Stored data entries
--- --- ---

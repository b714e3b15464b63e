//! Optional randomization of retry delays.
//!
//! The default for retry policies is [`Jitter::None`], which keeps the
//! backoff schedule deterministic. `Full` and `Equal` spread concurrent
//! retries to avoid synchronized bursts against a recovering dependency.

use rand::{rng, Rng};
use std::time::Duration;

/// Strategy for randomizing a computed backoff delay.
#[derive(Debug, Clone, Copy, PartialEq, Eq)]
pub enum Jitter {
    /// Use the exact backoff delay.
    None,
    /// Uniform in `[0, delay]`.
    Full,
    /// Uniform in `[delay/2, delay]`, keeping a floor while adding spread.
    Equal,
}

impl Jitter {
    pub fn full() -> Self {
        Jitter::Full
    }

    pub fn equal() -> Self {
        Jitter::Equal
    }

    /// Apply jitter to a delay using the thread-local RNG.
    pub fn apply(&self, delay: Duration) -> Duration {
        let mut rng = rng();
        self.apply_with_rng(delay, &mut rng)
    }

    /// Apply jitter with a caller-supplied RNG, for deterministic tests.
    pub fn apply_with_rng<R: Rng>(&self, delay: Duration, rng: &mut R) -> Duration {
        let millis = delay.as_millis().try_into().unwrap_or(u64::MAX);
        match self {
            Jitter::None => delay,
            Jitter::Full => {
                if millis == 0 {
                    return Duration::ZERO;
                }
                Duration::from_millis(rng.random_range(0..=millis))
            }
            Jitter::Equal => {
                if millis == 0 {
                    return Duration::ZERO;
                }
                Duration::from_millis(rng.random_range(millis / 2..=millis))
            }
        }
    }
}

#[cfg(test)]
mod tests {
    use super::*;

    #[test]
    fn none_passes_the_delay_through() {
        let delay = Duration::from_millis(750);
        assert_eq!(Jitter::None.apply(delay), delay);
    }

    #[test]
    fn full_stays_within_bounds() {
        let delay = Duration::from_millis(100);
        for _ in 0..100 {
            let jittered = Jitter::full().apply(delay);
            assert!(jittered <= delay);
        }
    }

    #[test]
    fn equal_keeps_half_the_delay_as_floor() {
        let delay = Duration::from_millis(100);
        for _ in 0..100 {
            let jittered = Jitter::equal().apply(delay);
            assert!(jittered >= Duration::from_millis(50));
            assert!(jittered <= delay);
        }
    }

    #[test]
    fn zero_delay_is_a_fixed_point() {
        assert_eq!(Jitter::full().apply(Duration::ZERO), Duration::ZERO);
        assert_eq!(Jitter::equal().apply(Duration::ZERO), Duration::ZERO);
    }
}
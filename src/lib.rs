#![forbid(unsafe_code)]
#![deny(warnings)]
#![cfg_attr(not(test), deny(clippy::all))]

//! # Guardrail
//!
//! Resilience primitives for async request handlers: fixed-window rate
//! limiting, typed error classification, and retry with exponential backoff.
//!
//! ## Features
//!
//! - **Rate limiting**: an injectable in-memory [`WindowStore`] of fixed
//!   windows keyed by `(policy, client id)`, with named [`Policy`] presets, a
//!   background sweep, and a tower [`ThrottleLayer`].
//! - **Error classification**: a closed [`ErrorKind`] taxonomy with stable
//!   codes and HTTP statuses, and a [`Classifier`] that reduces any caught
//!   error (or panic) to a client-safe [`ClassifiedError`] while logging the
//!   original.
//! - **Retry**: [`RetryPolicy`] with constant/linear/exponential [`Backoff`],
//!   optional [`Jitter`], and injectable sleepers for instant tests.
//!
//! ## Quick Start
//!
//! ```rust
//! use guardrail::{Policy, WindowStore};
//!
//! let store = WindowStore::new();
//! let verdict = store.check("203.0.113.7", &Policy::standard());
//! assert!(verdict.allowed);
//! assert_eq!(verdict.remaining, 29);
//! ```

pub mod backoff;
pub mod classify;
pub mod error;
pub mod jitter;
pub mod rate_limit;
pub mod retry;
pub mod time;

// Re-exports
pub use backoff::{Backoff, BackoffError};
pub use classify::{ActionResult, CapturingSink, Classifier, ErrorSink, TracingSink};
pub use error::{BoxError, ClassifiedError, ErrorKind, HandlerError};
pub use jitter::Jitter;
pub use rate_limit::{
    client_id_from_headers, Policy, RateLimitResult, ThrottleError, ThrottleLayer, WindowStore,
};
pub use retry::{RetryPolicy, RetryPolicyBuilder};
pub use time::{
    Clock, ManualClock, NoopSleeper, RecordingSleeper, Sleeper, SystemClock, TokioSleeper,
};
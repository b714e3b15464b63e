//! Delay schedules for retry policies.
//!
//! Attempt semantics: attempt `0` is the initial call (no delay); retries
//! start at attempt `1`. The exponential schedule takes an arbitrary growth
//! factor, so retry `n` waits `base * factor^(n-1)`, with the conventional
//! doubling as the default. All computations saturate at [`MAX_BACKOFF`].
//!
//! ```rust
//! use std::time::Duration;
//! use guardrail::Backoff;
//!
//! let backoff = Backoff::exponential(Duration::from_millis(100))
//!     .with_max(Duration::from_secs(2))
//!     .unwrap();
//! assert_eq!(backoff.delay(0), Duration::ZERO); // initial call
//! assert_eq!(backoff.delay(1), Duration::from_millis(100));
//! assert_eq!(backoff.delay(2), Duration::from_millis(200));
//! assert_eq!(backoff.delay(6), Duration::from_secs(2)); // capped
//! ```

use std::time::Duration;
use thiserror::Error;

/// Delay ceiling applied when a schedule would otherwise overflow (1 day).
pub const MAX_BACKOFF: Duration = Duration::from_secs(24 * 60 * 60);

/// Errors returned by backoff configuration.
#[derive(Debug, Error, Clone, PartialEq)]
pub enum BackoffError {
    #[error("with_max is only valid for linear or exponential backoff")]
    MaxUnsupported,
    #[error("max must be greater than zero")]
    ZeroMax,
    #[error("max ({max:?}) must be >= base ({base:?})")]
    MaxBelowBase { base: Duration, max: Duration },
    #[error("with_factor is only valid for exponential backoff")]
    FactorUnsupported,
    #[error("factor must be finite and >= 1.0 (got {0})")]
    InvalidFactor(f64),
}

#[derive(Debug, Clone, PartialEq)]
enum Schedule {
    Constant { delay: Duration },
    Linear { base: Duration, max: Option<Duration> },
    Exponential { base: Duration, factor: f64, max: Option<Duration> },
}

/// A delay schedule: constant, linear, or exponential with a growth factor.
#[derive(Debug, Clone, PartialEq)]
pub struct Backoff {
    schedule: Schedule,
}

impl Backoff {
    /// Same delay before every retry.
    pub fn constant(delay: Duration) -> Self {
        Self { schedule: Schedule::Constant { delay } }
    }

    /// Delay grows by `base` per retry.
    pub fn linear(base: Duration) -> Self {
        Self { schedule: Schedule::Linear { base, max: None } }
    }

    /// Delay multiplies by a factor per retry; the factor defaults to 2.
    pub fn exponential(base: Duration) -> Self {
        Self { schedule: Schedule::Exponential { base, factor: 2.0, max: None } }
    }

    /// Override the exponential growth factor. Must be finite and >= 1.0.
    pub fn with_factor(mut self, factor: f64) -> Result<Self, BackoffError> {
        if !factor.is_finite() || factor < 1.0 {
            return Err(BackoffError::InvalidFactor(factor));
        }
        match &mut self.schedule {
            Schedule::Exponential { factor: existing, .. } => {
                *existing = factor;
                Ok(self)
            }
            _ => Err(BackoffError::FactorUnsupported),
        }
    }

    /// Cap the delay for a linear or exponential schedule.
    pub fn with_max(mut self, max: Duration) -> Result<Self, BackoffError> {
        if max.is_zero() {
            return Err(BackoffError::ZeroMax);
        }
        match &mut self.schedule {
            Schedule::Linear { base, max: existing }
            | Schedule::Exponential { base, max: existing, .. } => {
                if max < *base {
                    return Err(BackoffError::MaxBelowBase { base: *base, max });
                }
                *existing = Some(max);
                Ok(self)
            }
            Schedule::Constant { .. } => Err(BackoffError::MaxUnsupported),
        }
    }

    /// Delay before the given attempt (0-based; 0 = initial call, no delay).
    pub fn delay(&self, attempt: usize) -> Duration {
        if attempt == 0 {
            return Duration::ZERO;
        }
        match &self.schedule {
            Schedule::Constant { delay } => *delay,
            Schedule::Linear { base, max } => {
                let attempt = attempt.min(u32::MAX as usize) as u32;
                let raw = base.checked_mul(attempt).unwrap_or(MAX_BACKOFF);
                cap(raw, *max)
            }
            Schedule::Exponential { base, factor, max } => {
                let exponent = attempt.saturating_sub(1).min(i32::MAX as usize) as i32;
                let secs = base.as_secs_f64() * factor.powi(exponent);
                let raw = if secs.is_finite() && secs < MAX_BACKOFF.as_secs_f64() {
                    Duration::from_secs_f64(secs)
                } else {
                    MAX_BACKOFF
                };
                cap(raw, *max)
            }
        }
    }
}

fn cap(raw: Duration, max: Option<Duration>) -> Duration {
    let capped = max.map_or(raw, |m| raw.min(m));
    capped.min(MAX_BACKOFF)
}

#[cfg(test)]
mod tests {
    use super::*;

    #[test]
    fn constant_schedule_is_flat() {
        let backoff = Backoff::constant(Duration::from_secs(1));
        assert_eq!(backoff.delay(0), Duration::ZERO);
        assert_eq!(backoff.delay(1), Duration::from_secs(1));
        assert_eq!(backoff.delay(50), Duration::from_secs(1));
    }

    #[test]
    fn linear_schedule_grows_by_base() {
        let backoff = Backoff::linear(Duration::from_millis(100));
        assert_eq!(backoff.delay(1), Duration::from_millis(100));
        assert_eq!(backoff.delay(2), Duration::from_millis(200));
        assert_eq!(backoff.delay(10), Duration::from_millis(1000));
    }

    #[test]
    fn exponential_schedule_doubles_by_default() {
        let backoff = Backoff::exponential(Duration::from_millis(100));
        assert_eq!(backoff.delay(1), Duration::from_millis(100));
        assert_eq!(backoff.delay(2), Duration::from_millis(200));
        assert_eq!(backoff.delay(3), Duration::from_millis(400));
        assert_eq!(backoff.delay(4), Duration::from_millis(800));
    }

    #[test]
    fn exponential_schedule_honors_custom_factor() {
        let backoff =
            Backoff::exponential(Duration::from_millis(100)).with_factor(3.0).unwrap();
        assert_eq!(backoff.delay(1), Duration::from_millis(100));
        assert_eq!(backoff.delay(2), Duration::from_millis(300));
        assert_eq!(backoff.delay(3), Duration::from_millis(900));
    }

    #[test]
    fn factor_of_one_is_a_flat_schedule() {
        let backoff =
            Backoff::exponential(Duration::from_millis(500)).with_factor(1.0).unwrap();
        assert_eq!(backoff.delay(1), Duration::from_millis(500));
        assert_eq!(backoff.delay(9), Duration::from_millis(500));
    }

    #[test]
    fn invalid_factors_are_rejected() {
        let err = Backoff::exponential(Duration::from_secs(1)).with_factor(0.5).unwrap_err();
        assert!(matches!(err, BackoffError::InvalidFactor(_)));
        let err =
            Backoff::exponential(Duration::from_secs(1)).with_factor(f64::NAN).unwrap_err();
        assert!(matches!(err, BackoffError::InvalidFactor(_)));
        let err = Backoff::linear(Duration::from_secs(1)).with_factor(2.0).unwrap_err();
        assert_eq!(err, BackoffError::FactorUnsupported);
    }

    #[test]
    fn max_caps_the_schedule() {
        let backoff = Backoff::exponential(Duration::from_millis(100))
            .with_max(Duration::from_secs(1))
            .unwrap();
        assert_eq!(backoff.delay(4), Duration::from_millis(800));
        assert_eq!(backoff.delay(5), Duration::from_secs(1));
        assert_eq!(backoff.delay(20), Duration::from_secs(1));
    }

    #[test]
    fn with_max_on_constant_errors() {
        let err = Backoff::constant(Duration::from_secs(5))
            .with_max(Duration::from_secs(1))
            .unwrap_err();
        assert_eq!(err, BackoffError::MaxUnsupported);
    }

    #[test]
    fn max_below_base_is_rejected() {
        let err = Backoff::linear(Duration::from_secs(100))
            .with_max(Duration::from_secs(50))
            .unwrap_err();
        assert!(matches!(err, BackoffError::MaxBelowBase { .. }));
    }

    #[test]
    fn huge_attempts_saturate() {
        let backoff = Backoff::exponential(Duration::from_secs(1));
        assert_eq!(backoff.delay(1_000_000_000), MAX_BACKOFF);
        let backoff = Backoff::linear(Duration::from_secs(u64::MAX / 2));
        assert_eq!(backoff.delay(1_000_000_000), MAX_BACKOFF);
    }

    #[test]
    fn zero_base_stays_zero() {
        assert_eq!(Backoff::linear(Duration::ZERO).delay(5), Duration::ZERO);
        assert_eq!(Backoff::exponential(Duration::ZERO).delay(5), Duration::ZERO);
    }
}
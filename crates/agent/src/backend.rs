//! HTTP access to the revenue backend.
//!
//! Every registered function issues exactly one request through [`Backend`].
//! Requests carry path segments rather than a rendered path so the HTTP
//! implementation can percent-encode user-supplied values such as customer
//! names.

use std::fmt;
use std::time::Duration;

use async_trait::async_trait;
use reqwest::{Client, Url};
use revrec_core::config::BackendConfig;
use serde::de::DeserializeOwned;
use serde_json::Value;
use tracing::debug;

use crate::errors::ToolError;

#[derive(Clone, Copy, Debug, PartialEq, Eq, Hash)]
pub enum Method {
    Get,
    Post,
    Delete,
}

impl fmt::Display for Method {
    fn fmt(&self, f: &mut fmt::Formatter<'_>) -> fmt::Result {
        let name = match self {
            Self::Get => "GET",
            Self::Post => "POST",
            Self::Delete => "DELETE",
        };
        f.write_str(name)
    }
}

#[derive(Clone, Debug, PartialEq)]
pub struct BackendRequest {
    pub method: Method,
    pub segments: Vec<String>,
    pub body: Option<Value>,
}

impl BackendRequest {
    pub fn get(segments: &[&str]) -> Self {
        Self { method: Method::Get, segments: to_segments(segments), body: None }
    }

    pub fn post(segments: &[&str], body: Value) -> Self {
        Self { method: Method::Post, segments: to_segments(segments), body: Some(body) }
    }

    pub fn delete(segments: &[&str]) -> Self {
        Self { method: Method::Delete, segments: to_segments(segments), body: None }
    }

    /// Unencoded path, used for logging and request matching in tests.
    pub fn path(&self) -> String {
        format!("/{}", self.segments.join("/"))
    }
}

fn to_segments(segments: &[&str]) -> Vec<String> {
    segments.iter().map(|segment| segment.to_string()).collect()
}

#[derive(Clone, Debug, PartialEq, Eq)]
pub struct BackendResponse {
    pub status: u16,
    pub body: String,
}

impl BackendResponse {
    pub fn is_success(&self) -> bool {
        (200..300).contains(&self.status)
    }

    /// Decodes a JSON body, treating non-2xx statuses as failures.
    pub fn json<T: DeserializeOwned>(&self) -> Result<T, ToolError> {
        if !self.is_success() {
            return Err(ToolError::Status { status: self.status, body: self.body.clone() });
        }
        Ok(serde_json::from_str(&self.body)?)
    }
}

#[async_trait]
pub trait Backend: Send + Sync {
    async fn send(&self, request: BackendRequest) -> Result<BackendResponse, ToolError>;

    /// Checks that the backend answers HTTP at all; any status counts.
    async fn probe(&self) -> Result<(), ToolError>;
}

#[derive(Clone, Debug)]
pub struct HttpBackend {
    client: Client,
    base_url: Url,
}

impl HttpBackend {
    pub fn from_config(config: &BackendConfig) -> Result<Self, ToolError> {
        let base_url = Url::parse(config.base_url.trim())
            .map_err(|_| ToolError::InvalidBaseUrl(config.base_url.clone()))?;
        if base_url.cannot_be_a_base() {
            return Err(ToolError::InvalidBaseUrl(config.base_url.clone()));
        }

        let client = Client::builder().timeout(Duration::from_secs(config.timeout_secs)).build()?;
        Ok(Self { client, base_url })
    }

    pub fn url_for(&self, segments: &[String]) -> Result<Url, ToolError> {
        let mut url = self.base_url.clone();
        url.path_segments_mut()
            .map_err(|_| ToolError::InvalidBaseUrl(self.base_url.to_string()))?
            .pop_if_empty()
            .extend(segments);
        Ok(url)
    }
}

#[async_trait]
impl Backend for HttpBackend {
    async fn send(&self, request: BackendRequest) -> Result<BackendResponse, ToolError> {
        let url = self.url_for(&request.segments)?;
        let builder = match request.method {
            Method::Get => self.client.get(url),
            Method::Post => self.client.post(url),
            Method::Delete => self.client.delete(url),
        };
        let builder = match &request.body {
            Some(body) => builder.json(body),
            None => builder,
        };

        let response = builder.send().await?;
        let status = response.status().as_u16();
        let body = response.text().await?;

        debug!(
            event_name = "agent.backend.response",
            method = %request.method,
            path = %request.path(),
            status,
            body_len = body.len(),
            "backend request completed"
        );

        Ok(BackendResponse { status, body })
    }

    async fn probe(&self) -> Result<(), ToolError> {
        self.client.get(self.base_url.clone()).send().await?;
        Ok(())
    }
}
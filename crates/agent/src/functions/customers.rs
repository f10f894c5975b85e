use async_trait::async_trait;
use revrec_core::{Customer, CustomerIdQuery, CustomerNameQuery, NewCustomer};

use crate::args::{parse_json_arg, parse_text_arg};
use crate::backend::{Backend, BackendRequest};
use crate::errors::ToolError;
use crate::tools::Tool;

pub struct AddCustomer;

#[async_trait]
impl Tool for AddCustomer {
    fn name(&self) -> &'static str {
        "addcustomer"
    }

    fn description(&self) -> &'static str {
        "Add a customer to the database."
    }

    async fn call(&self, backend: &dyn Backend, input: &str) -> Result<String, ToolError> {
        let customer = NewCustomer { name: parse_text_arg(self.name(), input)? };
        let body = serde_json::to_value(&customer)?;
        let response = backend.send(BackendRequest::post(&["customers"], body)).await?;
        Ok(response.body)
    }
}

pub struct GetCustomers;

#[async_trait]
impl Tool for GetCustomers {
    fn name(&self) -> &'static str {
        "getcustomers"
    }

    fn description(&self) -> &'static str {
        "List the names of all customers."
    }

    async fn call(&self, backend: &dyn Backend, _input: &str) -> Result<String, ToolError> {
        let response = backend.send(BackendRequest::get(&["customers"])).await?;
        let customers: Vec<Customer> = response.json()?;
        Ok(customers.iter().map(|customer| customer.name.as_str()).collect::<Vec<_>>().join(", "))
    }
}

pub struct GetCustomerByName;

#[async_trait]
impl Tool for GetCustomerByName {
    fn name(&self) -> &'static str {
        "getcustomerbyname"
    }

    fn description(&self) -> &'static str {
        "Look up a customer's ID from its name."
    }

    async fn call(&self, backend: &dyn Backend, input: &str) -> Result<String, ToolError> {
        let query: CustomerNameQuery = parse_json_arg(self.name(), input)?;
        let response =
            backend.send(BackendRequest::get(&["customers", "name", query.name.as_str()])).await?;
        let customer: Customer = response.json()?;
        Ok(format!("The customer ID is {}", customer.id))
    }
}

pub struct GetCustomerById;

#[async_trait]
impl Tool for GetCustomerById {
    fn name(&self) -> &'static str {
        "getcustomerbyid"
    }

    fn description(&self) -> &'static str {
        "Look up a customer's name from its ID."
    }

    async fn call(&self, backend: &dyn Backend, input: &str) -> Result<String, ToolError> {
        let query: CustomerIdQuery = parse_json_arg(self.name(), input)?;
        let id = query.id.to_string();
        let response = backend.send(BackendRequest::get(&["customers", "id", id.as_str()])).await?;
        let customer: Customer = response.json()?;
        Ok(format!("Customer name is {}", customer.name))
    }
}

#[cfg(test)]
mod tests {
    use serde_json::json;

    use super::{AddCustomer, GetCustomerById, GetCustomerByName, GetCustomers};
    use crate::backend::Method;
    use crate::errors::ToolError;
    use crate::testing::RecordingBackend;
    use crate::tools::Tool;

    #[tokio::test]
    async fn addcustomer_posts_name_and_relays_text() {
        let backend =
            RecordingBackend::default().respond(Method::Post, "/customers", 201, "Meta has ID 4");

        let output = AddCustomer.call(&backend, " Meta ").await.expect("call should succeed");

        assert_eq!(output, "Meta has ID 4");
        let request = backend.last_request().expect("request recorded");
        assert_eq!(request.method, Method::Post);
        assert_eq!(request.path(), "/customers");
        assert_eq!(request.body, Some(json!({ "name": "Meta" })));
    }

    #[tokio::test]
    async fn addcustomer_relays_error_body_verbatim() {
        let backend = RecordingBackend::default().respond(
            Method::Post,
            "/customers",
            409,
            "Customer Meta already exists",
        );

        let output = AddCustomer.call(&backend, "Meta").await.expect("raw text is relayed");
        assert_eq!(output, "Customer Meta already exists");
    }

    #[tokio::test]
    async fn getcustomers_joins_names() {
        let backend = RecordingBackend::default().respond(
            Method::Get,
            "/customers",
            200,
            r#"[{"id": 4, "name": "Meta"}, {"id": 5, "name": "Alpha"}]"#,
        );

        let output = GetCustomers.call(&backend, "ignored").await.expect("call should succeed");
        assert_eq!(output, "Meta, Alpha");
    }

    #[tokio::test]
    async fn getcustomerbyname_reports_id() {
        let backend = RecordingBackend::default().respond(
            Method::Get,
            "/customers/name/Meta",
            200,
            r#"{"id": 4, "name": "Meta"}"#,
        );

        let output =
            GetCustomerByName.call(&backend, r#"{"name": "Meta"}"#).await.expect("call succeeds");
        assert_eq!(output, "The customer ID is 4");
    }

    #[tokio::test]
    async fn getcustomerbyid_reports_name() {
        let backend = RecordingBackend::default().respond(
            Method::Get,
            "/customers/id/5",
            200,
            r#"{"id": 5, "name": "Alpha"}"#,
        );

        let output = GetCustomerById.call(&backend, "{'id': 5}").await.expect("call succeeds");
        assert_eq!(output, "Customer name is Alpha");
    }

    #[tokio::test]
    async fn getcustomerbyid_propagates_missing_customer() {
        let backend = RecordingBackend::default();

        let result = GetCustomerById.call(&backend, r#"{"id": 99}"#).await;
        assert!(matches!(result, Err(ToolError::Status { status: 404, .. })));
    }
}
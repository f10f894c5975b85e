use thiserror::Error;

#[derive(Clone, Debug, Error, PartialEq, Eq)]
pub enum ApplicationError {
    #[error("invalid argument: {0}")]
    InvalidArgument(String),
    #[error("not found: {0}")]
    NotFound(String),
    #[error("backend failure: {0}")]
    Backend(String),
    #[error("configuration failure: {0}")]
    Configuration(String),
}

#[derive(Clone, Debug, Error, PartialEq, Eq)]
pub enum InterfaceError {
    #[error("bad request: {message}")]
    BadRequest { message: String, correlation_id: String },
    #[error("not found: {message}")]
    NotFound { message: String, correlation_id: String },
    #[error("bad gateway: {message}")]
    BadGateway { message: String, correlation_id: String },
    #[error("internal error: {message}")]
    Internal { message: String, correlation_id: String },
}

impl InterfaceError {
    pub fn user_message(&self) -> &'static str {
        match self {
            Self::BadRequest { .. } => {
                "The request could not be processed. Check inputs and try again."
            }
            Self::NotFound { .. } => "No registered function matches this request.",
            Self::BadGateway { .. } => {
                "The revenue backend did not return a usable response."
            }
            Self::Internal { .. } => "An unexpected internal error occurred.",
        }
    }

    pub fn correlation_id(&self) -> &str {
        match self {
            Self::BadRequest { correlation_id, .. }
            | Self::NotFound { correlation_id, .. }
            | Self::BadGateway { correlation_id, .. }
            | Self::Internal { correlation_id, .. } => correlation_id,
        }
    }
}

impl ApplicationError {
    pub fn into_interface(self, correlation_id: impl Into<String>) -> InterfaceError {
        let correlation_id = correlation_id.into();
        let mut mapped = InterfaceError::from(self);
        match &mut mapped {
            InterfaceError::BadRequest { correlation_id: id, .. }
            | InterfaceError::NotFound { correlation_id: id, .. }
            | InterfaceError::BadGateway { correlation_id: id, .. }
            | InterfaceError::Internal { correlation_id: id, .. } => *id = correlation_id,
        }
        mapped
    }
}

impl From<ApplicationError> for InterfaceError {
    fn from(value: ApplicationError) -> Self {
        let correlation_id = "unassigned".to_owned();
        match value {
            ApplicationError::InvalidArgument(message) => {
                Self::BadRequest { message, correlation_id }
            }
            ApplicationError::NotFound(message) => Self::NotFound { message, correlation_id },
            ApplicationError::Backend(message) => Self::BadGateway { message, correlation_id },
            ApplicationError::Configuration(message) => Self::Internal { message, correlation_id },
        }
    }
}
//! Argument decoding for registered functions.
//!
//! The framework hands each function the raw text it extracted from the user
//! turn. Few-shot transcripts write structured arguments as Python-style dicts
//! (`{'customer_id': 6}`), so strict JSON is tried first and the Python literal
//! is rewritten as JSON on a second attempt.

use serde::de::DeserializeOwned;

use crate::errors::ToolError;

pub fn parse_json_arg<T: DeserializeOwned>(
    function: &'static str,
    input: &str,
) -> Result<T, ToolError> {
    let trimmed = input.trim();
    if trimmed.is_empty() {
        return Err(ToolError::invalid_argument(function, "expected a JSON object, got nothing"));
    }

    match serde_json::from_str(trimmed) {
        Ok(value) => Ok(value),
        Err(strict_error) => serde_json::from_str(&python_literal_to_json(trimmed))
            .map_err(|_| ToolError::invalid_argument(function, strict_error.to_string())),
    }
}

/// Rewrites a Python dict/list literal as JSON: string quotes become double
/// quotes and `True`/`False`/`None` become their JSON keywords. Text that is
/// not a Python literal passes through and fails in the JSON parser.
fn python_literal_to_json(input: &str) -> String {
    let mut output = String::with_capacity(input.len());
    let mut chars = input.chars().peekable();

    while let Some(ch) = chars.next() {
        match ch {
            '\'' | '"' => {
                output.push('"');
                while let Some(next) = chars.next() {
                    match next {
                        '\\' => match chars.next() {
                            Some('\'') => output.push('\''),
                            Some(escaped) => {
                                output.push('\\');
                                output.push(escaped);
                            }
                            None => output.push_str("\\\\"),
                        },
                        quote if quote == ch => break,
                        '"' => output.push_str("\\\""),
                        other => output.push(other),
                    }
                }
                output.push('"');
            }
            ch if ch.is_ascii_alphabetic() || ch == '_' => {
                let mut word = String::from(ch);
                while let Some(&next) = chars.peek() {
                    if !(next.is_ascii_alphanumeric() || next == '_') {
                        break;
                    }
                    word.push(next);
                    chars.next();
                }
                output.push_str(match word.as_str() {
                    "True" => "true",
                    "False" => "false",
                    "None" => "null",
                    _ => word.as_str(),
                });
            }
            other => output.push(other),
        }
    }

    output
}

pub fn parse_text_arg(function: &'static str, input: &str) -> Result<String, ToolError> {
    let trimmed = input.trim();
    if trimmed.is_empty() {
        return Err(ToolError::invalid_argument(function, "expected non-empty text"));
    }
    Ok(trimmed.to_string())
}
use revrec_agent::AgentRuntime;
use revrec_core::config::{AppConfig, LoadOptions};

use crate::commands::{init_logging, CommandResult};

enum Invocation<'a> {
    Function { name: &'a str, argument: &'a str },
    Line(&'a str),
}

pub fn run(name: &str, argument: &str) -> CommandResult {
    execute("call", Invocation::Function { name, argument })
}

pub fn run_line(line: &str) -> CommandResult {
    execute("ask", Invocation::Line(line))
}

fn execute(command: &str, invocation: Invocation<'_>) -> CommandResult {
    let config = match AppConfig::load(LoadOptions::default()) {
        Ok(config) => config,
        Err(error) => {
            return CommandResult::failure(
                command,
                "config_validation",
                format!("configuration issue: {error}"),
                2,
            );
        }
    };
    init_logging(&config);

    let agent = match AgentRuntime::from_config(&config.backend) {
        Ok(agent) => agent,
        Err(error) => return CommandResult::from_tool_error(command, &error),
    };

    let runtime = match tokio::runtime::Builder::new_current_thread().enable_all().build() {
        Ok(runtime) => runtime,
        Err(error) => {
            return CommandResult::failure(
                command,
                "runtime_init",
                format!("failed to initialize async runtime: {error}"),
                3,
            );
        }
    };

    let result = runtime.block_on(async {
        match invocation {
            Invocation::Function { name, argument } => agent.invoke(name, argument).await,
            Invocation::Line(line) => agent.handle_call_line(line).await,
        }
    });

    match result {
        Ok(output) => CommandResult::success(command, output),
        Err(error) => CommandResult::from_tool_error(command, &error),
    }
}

--- --- ---

* **What the task asks**: Would you print, exactly as written, every line above from the one holding "pub fn constant(delay: Duration)" through the one holding "factor: existing, ..", with both included and no other lines?

* **Solution to the exercise**:
    pub fn constant(delay: Duration) -> Self {
        Self { schedule: Schedule::Constant { delay } }
    }

    /// Delay grows by `base` per retry.
    pub fn linear(base: Duration) -> Self {
        Self { schedule: Schedule::Linear { base, max: None } }
    }

    /// Delay multiplies by a factor per retry; the factor defaults to 2.
    pub fn exponential(base: Duration) -> Self {
        Self { schedule: Schedule::Exponential { base, factor: 2.0, max: None } }
    }

    /// Override the exponential growth factor. Must be finite and >= 1.0.
    pub fn with_factor(mut self, factor: f64) -> Result<Self, BackoffError> {
        if !factor.is_finite() || factor < 1.0 {
            return Err(BackoffError::InvalidFactor(factor));
        }
        match &mut self.schedule {
            Schedule::Exponential { factor: existing, .. } => {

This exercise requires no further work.